Description
For most languages, $smcFunc['strtoupper'], $smcFunc['strtolower'], $smcFunc['ucwords'], and $smcFunc['ucfirst'] work fine. But there are some cases where they do the wrong thing.
The most problematically affected are Turkish, Lithuanian, and Greek:
- Turkish has special rules for case mapping between
ı,i,I, andİ. - Lithuanian has special rules for the dots above
iandjwhen the characters also have accent marks above them. - Greek requires special handling for lower case sigma, using
σwhen it occurs in the middle of a word, butςat the end of a word.
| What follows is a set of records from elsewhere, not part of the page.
//! Entry rules applied to the latest indicator snapshot.

use tracing::debug;

use super::SignalConfig;
use crate::indicators::IndicatorSet;
use crate::models::Side;

/// Inputs both entry rules need. Absent when any of them is undefined.
struct RuleInputs {
    rsi: f64,
    ema_short: f64,
    ema_medium: f64,
    ema_long: f64,
    macd: f64,
    macd_signal: f64,
    close: f64,
    volume_profile: f64,
}

impl RuleInputs {
    fn from_indicators(set: &IndicatorSet) -> Option<Self> {
        Some(Self {
            rsi: set.rsi?,
            ema_short: set.ema_short?,
            ema_medium: set.ema_medium?,
            ema_long: set.ema_long?,
            macd: set.macd?,
            macd_signal: set.macd_signal?,
            close: set.close?,
            volume_profile: set.volume_profile,
        })
    }
}

/// Decide the entry side for this cycle, if any.
///
/// Undefined indicators never produce a signal.
pub fn evaluate(set: &IndicatorSet, config: &SignalConfig) -> Option<Side> {
    let inputs = RuleInputs::from_indicators(set)?;

    let long = long_rule(&inputs, config);
    let short = short_rule(&inputs, config);
    debug_assert!(!(long && short), "long and short rules both matched");

    let side = match (long, short) {
        (true, false) => Some(Side::Buy),
        (false, true) => Some(Side::Sell),
        _ => None,
    };
    debug!(rsi = inputs.rsi, long, short, "Signal evaluated");
    side
}

fn long_rule(i: &RuleInputs, config: &SignalConfig) -> bool {
    i.rsi > config.rsi_oversold
        && i.rsi < config.long_rsi_ceiling
        && i.ema_short > i.ema_medium
        && i.macd > i.macd_signal
        && i.close > i.ema_long
        && i.volume_profile > config.volume_threshold
}

fn short_rule(i: &RuleInputs, config: &SignalConfig) -> bool {
    i.rsi < config.rsi_overbought
        && i.rsi > config.short_rsi_floor
        && i.ema_short < i.ema_medium
        && i.macd < i.macd_signal
        && i.close < i.ema_long
        && i.volume_profile > config.volume_threshold
}

#[cfg(test)]
mod tests {
    use super::*;
    use proptest::prelude::*;

    fn bullish() -> IndicatorSet {
        IndicatorSet {
            close: Some(105.0),
            rsi: Some(55.0),
            ema_short: Some(104.0),
            ema_medium: Some(103.0),
            ema_long: Some(100.0),
            macd: Some(1.2),
            macd_signal: Some(0.8),
            volume_profile: 2.0,
            ..IndicatorSet::default()
        }
    }

    fn bearish() -> IndicatorSet {
        IndicatorSet {
            close: Some(95.0),
            rsi: Some(45.0),
            ema_short: Some(96.0),
            ema_medium: Some(97.0),
            ema_long: Some(100.0),
            macd: Some(-1.2),
            macd_signal: Some(-0.8),
            volume_profile: 2.0,
            ..IndicatorSet::default()
        }
    }

    #[test]
    fn test_long_signal() {
        assert_eq!(evaluate(&bullish(), &SignalConfig::default()), Some(Side::Buy));
    }

    #[test]
    fn test_short_signal() {
        assert_eq!(evaluate(&bearish(), &SignalConfig::default()), Some(Side::Sell));
    }

    #[test]
    fn test_rsi_band_blocks_long() {
        let mut set = bullish();
        set.rsi = Some(65.0);
        assert_eq!(evaluate(&set, &SignalConfig::default()), None);
        set.rsi = Some(25.0);
        assert_eq!(evaluate(&set, &SignalConfig::default()), None);
    }

    #[test]
    fn test_low_volume_blocks_entry() {
        let mut set = bullish();
        set.volume_profile = 1.5;
        assert_eq!(evaluate(&set, &SignalConfig::default()), None);
    }

    #[test]
    fn test_undefined_indicator_blocks_entry() {
        let mut set = bullish();
        set.rsi = None;
        assert_eq!(evaluate(&set, &SignalConfig::default()), None);
        assert_eq!(evaluate(&IndicatorSet::default(), &SignalConfig::default()), None);
    }

    proptest! {
        #[test]
        fn prop_rules_never_both_match(
            rsi in 0.0f64..100.0,
            s in 50.0f64..150.0,
            m in 50.0f64..150.0,
            l in 50.0f64..150.0,
            macd in -5.0f64..5.0,
            sig in -5.0f64..5.0,
            close in 50.0f64..150.0,
            vp in 0.0f64..5.0,
        ) {
            let inputs = RuleInputs {
                rsi, ema_short: s, ema_medium: m, ema_long: l,
                macd, macd_signal: sig, close, volume_profile: vp,
            };
            let config = SignalConfig::default();
            prop_assert!(!(long_rule(&inputs, &config) && short_rule(&inputs, &config)));
        }
    }
}
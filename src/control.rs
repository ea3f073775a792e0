//! In-process control surface: start, stop and inspect the engine.

use std::sync::Arc;

use anyhow::{Context, Result};
use chrono::{DateTime, Utc};
use rust_decimal::prelude::FromPrimitive;
use rust_decimal::Decimal;
use tokio::task::JoinHandle;
use tokio_util::sync::CancellationToken;
use tracing::{error, info, warn};

use crate::config::{Credentials, EngineConfig};
use crate::engine::Engine;
use crate::exchange::{
    ExchangeGateway, LiveExchange, RetryPolicy, SyntheticConfig, SyntheticExchange, Venue,
};
use crate::indicators::IndicatorSet;
use crate::models::{Side, TradeRecord};
use crate::notify::{self, CommandPoller, LogNotifier, Notifier, TelegramClient};
use crate::state::{SharedState, TradingState};
use crate::trading::{confidence, signal, EntryPlan, RiskManager};

/// Snapshot of the supervisor and, when running, the engine state.
#[derive(Debug, Clone)]
pub struct StatusReport {
    pub running: bool,
    pub trading_enabled: bool,
    pub notifications_enabled: bool,
    pub state: Option<TradingState>,
}

impl StatusReport {
    /// Active venue, `None` while stopped.
    pub fn venue(&self) -> Option<Venue> {
        self.state.as_ref().map(|s| s.venue)
    }
}

impl std::fmt::Display for StatusReport {
    fn fmt(&self, f: &mut std::fmt::Formatter<'_>) -> std::fmt::Result {
        let Some(state) = &self.state else {
            return write!(f, "Engine: stopped");
        };

        write!(
            f,
            "Engine: {} | venue: {} | trading: {} | balance: {:.2} | pnl: {:.4} | trades today: {} | confidence: {}",
            if self.running { "running" } else { "stopped" },
            state.venue,
            if self.trading_enabled { "on" } else { "off" },
            state.current_balance,
            state.total_pnl,
            state.daily_trades,
            state
                .last_confidence
                .map(|c| format!("{c:.2}"))
                .unwrap_or_else(|| "n/a".to_string()),
        )?;
        match &state.position {
            Some(p) => write!(
                f,
                " | {} {:.2} @ {:.2} ({}x, SL {:.2}, TP {:.2})",
                p.side.position_label(),
                p.size,
                p.entry_price,
                p.leverage,
                p.stop_loss_price,
                p.take_profit_price
            ),
            None => write!(f, " | flat"),
        }
    }
}

/// Liveness of the process itself, independent of engine health.
#[derive(Debug, Clone, Copy, PartialEq, Eq)]
pub struct Ping {
    pub ok: bool,
    pub timestamp: DateTime<Utc>,
}

/// One read-only evaluation of the market.
#[derive(Debug, Clone)]
pub struct Analysis {
    pub symbol: String,
    pub venue: Venue,
    pub balance: Decimal,
    pub indicators: IndicatorSet,
    pub confidence: f64,
    pub signal: Option<Side>,
    pub plan: Option<EntryPlan>,
}

impl std::fmt::Display for Analysis {
    fn fmt(&self, f: &mut std::fmt::Formatter<'_>) -> std::fmt::Result {
        let opt = |v: Option<f64>| v.map(|x| format!("{x:.4}")).unwrap_or_else(|| "n/a".into());
        let ind = &self.indicators;

        writeln!(f, "=== Analysis: {} ({}) ===\n", self.symbol, self.venue)?;
        writeln!(f, "Close:          {}", opt(ind.close))?;
        writeln!(f, "RSI:            {}", opt(ind.rsi))?;
        writeln!(
            f,
            "EMA s/m/l:      {} / {} / {}",
            opt(ind.ema_short),
            opt(ind.ema_medium),
            opt(ind.ema_long)
        )?;
        writeln!(f, "MACD / signal:  {} / {}", opt(ind.macd), opt(ind.macd_signal))?;
        writeln!(
            f,
            "Bollinger:      {} / {} / {}",
            opt(ind.bb_lower),
            opt(ind.bb_mid),
            opt(ind.bb_upper)
        )?;
        writeln!(f, "Volatility:     {}%", opt(ind.volatility))?;
        writeln!(f, "Volume profile: {:.2}", ind.volume_profile)?;
        writeln!(f, "Confidence:     {:.2}", self.confidence)?;
        writeln!(f, "Balance:        {:.2}", self.balance)?;

        match (&self.signal, &self.plan) {
            (Some(side), Some(plan)) => write!(
                f,
                "\nSignal: {} {}\n  Size:        {:.2}\n  Leverage:    {}x\n  Stop loss:   {:.2}\n  Take profit: {:.2}",
                side.position_label(),
                side,
                plan.size,
                plan.leverage,
                plan.stop_loss_price,
                plan.take_profit_price
            ),
            _ => write!(f, "\nSignal: none"),
        }
    }
}

struct Running {
    state: SharedState,
    cancel: CancellationToken,
    tasks: Vec<(&'static str, JoinHandle<()>)>,
    notifier: Arc<dyn Notifier>,
}

/// Owns the engine lifecycle. At most one engine runs at a time.
pub struct Supervisor {
    config: Arc<EngineConfig>,
    credentials: Credentials,
    retry: RetryPolicy,
    running: Option<Running>,
}

impl Supervisor {
    pub fn new(config: EngineConfig, credentials: Credentials) -> Self {
        Self {
            config: Arc::new(config),
            credentials,
            retry: RetryPolicy::default(),
            running: None,
        }
    }

    pub fn with_retry(mut self, retry: RetryPolicy) -> Self {
        self.retry = retry;
        self
    }

    pub fn config(&self) -> &EngineConfig {
        &self.config
    }

    pub fn is_running(&self) -> bool {
        self.running.is_some()
    }

    /// Validate, connect, record the initial balance and spawn the tasks.
    pub async fn start(&mut self) -> Result<()> {
        if self.running.is_some() {
            anyhow::bail!("Engine is already running");
        }
        self.credentials.require(&self.config)?;

        let telegram = self.telegram()?;
        let notifier: Arc<dyn Notifier> = match &telegram {
            Some(client) => client.clone() as Arc<dyn Notifier>,
            None => Arc::new(LogNotifier),
        };

        let gateway = self.connect(notifier.as_ref()).await?;
        let venue = gateway.venue();

        let balances = match self
            .retry
            .run("fetch_balance", || gateway.fetch_balance())
            .await
        {
            Ok(b) => b,
            Err(e) => {
                error!(error = %e, "Failed to fetch initial balance");
                notifier
                    .send(&notify::error_message(
                        &format!("Failed to fetch initial balance: {e}"),
                        Utc::now(),
                    ))
                    .await;
                return Err(e).context("Failed to fetch initial balance");
            }
        };

        let mut initial = TradingState::new(Utc::now(), venue);
        initial.record_balance(balances.free(self.config.quote_currency()));
        info!(
            balance = %initial.current_balance,
            venue = %venue,
            "Initial balance recorded"
        );
        let state = SharedState::new(initial);

        let cancel = CancellationToken::new();
        let mut tasks = Vec::new();

        let engine = Engine::new(self.config.clone(), gateway, state.clone(), notifier.clone())
            .with_fallback(self.fallback_for(venue))
            .with_retry(self.retry);
        tasks.push(("engine", tokio::spawn(engine.run(cancel.clone()))));

        if let Some(client) = telegram {
            let poller = CommandPoller::new(client, state.clone(), self.config.clone());
            tasks.push(("commands", tokio::spawn(poller.run(cancel.clone()))));
        }

        notifier.send(&notify::started_message()).await;
        info!(symbol = %self.config.symbol, venue = %venue, "Engine started");

        self.running = Some(Running {
            state,
            cancel,
            tasks,
            notifier,
        });
        Ok(())
    }

    /// Cancel the tasks and wait for them, aborting any that overrun the
    /// shutdown timeout.
    pub async fn stop(&mut self) -> Result<()> {
        let Some(running) = self.running.take() else {
            anyhow::bail!("Engine is not running");
        };

        info!("Stopping engine");
        running.cancel.cancel();

        let timeout = self.config.shutdown_timeout;
        futures::future::join_all(running.tasks.into_iter().map(|(name, mut handle)| async move {
            match tokio::time::timeout(timeout, &mut handle).await {
                Ok(Ok(())) => info!(task = name, "Task stopped"),
                Ok(Err(e)) => warn!(task = name, error = %e, "Task ended abnormally"),
                Err(_) => {
                    warn!(task = name, "Task did not stop in time, aborting");
                    handle.abort();
                }
            }
        }))
        .await;

        running.notifier.send(&notify::stopped_message()).await;
        Ok(())
    }

    pub async fn status(&self) -> StatusReport {
        let (state, notifications_enabled) = match &self.running {
            Some(r) => (Some(r.state.snapshot().await), r.notifier.is_enabled()),
            None => (None, false),
        };
        StatusReport {
            running: self.running.is_some(),
            trading_enabled: self.config.trading_enabled,
            notifications_enabled,
            state,
        }
    }

    /// Closed trades so far, oldest first. Empty while stopped.
    pub async fn trades(&self) -> Vec<TradeRecord> {
        match &self.running {
            Some(r) => r.state.snapshot().await.trades,
            None => Vec::new(),
        }
    }

    pub fn ping(&self) -> Ping {
        Ping {
            ok: true,
            timestamp: Utc::now(),
        }
    }

    /// Evaluate the market once without trading or touching engine state.
    pub async fn analyze(&self) -> Result<Analysis> {
        let missing: Vec<String> = self
            .credentials
            .missing(&self.config)
            .into_iter()
            .filter(|name| name.starts_with("API_"))
            .collect();
        if !missing.is_empty() {
            return Err(crate::config::ConfigError::MissingCredentials(missing).into());
        }

        let gateway = self.connect(&LogNotifier).await?;
        let venue = gateway.venue();
        let symbol = self.config.symbol.as_str();

        let balances = self
            .retry
            .run("fetch_balance", || gateway.fetch_balance())
            .await
            .context("Failed to fetch balance")?;
        let candles = self
            .retry
            .run("fetch_ohlcv", || {
                gateway.fetch_ohlcv(symbol, &self.config.timeframe, self.config.candle_limit)
            })
            .await
            .context("Failed to fetch candles")?;

        let balance = balances.free(self.config.quote_currency());
        let mut state = TradingState::new(Utc::now(), venue);
        state.record_balance(balance);

        let indicators = IndicatorSet::compute(&candles, &self.config.indicators);
        let confidence = confidence::score(&indicators, Decimal::ZERO);
        let signal = signal::evaluate(&indicators, &self.config.signal);

        let price = candles
            .latest_close()
            .and_then(Decimal::from_f64)
            .map(|d| d.round_dp(8));
        let plan = match (signal, price) {
            (Some(side), Some(price)) if price > Decimal::ZERO => {
                let risk = RiskManager::new(self.config.risk.clone());
                Some(risk.plan_entry(side, price, balance, confidence, indicators.volatility, &state))
            }
            _ => None,
        };

        Ok(Analysis {
            symbol: symbol.to_string(),
            venue,
            balance,
            indicators,
            confidence,
            signal,
            plan,
        })
    }

    fn telegram(&self) -> Result<Option<Arc<TelegramClient>>> {
        if !self.config.notifications_enabled {
            return Ok(None);
        }
        let (Some(token), Some(chat_id)) = (
            self.credentials.telegram_token.as_deref(),
            self.credentials.telegram_chat_id.as_deref(),
        ) else {
            return Ok(None);
        };
        Ok(Some(Arc::new(TelegramClient::new(token, chat_id)?)))
    }

    fn synthetic(&self) -> Arc<dyn ExchangeGateway> {
        Arc::new(SyntheticExchange::new(SyntheticConfig::for_symbol(
            &self.config.symbol,
            self.config.synthetic_seed,
        )))
    }

    fn fallback_for(&self, venue: Venue) -> Option<Arc<dyn ExchangeGateway>> {
        (venue == Venue::Live && self.config.synthetic_fallback).then(|| self.synthetic())
    }

    /// Gateway for the configured venue. An unreachable live venue falls back
    /// to the synthetic one when allowed, otherwise start-up is refused.
    async fn connect(&self, notifier: &dyn Notifier) -> Result<Arc<dyn ExchangeGateway>> {
        if self.config.exchange_mode == Venue::Synthetic {
            return Ok(self.synthetic());
        }

        let live = LiveExchange::new(
            self.credentials.api_key.clone().unwrap_or_default(),
            self.credentials.api_secret.clone().unwrap_or_default(),
        )?;
        if live.is_connected().await {
            return Ok(Arc::new(live));
        }

        if self.config.synthetic_fallback {
            warn!("Live exchange unreachable, using synthetic market");
            notifier
                .send(&notify::venue_switched_message(
                    Venue::Live,
                    Venue::Synthetic,
                    "live exchange unreachable at start-up",
                    Utc::now(),
                ))
                .await;
            return Ok(self.synthetic());
        }

        error!("Live exchange unreachable");
        notifier
            .send(&notify::error_message(
                "Failed to connect to exchange. Bot not started.",
                Utc::now(),
            ))
            .await;
        anyhow::bail!("Failed to connect to exchange")
    }
}
//! Trade side and the immutable record appended when a position closes.

use chrono::{DateTime, Utc};
use rust_decimal::Decimal;
use serde::{Deserialize, Serialize};

/// Direction of an order or position. `Buy` opens a long, `Sell` a short.
#[derive(Debug, Clone, Copy, PartialEq, Eq, Hash, Serialize, Deserialize)]
#[serde(rename_all = "UPPERCASE")]
pub enum Side {
    Buy,
    Sell,
}

impl Side {
    pub fn as_str(&self) -> &'static str {
        match self {
            Side::Buy => "BUY",
            Side::Sell => "SELL",
        }
    }

    /// Side of the order that closes a position opened with `self`.
    pub fn opposite(&self) -> Side {
        match self {
            Side::Buy => Side::Sell,
            Side::Sell => Side::Buy,
        }
    }

    /// Position direction label used in messages.
    pub fn position_label(&self) -> &'static str {
        match self {
            Side::Buy => "LONG",
            Side::Sell => "SHORT",
        }
    }
}

impl std::fmt::Display for Side {
    fn fmt(&self, f: &mut std::fmt::Formatter<'_>) -> std::fmt::Result {
        f.write_str(self.as_str())
    }
}

/// Why an open position was closed.
#[derive(Debug, Clone, Copy, PartialEq, Eq, Serialize, Deserialize)]
#[serde(rename_all = "snake_case")]
pub enum ExitReason {
    TakeProfit,
    StopLoss,
    TimeExit,
}

impl ExitReason {
    pub fn as_str(&self) -> &'static str {
        match self {
            ExitReason::TakeProfit => "take profit",
            ExitReason::StopLoss => "stop loss",
            ExitReason::TimeExit => "time exit",
        }
    }
}

impl std::fmt::Display for ExitReason {
    fn fmt(&self, f: &mut std::fmt::Formatter<'_>) -> std::fmt::Result {
        f.write_str(self.as_str())
    }
}

/// Closed trade. Never mutated after it is appended to the history.
#[derive(Debug, Clone, PartialEq, Serialize, Deserialize)]
pub struct TradeRecord {
    /// When the position was closed
    pub time: DateTime<Utc>,

    pub side: Side,

    pub entry_price: Decimal,

    pub exit_price: Decimal,

    /// Quote-currency notional committed at entry
    pub size: Decimal,

    pub leverage: u32,

    /// Realized P&L in quote currency
    pub pnl: Decimal,

    pub exit_reason: ExitReason,
}

impl TradeRecord {
    pub fn is_loss(&self) -> bool {
        self.pnl < Decimal::ZERO
    }

    /// Return on the committed notional, in percent.
    pub fn roi_pct(&self) -> Decimal {
        if self.size.is_zero() {
            return Decimal::ZERO;
        }
        self.pnl / self.size * Decimal::ONE_HUNDRED
    }
}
Additionally, $smcFunc['ucwords'] and $smcFunc['ucfirst'] do the wrong thing when handling characters that have separate upper case vs. title case versions. They also get easily confused when they encounter things like punctuation marks. (These problems aren't as big a deal as the ones above, but if we can fix them we might as well.)
The underlying cause of these problems is that we rely on the mbstring extension to do these job for us, but the mbstring extension is not locale-aware and therefore never applies the special rules that are needed in these situations.
The ideal solution would be to use the intl extension's functions for these tasks, but many hosts don't have that extensions installed, so we'll need to use our polyfills in Subs-Charset.php when it isn't. I'll also need to expand those polyfills a bit, since they also currently mishandle a few of these situations.
Probably related: https://www.simplemachines.org/community/index.php?topic=581362.0, although some of the details in that report remain unclear due to communication barriers.